* [Try it] Output exactly, please, the lines of the records below from the one containing "Self::parser_for(format).parse_records(Box::new(source), kind)" through the final line.

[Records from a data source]
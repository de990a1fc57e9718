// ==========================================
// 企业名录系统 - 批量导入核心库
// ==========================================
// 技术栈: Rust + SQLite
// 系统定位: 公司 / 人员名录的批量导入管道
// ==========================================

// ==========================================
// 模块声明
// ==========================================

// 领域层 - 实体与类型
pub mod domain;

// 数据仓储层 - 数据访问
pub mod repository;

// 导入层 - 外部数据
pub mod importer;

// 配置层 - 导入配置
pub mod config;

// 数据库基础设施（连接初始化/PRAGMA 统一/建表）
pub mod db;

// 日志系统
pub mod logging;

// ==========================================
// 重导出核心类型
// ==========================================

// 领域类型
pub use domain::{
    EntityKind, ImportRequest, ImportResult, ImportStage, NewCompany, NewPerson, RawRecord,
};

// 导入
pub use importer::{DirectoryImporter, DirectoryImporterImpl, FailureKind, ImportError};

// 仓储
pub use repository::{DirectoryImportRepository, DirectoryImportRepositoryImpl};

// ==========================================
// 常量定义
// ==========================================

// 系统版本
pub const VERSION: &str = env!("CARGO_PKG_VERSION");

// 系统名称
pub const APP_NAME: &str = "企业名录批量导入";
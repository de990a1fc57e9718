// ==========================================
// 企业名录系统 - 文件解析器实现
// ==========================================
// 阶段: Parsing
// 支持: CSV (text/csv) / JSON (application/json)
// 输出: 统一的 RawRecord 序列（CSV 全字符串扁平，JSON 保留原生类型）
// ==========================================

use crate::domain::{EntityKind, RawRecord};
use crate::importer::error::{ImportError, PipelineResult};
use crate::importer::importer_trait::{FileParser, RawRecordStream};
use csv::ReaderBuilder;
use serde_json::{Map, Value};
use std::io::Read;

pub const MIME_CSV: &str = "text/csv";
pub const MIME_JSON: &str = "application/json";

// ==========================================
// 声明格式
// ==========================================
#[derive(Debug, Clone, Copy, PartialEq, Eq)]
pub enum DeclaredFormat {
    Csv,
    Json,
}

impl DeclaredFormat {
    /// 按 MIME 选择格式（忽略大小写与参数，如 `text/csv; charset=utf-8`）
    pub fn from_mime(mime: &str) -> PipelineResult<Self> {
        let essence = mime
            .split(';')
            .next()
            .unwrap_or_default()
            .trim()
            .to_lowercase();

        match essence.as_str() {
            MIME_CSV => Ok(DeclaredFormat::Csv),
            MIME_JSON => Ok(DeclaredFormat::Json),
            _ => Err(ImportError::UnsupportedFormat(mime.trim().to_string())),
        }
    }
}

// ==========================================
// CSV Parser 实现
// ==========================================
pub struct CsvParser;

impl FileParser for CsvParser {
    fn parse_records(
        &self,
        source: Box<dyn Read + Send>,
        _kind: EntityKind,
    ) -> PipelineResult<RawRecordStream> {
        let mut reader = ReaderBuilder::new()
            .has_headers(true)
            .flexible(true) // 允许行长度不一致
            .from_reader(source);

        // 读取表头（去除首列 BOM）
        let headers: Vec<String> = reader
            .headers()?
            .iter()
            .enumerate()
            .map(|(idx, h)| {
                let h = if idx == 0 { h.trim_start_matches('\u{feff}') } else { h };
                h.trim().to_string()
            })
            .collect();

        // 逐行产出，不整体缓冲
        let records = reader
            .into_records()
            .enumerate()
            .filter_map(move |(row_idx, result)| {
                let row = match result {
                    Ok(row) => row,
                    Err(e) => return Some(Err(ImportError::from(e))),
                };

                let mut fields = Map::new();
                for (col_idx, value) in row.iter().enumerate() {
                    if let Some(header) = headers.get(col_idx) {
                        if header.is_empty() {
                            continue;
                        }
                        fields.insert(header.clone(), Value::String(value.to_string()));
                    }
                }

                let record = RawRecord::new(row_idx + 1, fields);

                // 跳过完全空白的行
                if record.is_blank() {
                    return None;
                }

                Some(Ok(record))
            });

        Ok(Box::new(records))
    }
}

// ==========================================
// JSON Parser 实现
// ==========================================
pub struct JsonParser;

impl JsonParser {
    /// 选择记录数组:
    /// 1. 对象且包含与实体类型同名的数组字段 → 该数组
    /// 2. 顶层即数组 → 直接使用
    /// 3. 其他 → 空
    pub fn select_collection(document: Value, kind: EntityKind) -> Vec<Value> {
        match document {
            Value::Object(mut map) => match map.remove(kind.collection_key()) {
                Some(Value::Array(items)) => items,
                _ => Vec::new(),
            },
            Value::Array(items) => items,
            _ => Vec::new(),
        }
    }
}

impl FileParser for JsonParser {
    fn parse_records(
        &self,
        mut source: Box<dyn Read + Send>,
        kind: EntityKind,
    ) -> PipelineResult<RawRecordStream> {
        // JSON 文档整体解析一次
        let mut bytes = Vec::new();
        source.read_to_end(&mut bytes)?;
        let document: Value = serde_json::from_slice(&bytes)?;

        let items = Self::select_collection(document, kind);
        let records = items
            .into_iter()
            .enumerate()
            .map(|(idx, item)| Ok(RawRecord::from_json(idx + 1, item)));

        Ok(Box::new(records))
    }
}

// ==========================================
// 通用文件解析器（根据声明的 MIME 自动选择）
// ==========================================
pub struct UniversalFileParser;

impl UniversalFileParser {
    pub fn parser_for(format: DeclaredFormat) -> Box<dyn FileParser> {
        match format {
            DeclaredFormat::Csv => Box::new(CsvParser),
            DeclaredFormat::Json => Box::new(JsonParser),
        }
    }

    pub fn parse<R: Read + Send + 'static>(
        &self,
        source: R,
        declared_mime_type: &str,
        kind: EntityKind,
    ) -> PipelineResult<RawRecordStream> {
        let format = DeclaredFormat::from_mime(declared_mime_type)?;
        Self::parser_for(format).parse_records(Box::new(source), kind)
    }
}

* [Output of the task]
        Self::parser_for(format).parse_records(Box::new(source), kind)
    }
}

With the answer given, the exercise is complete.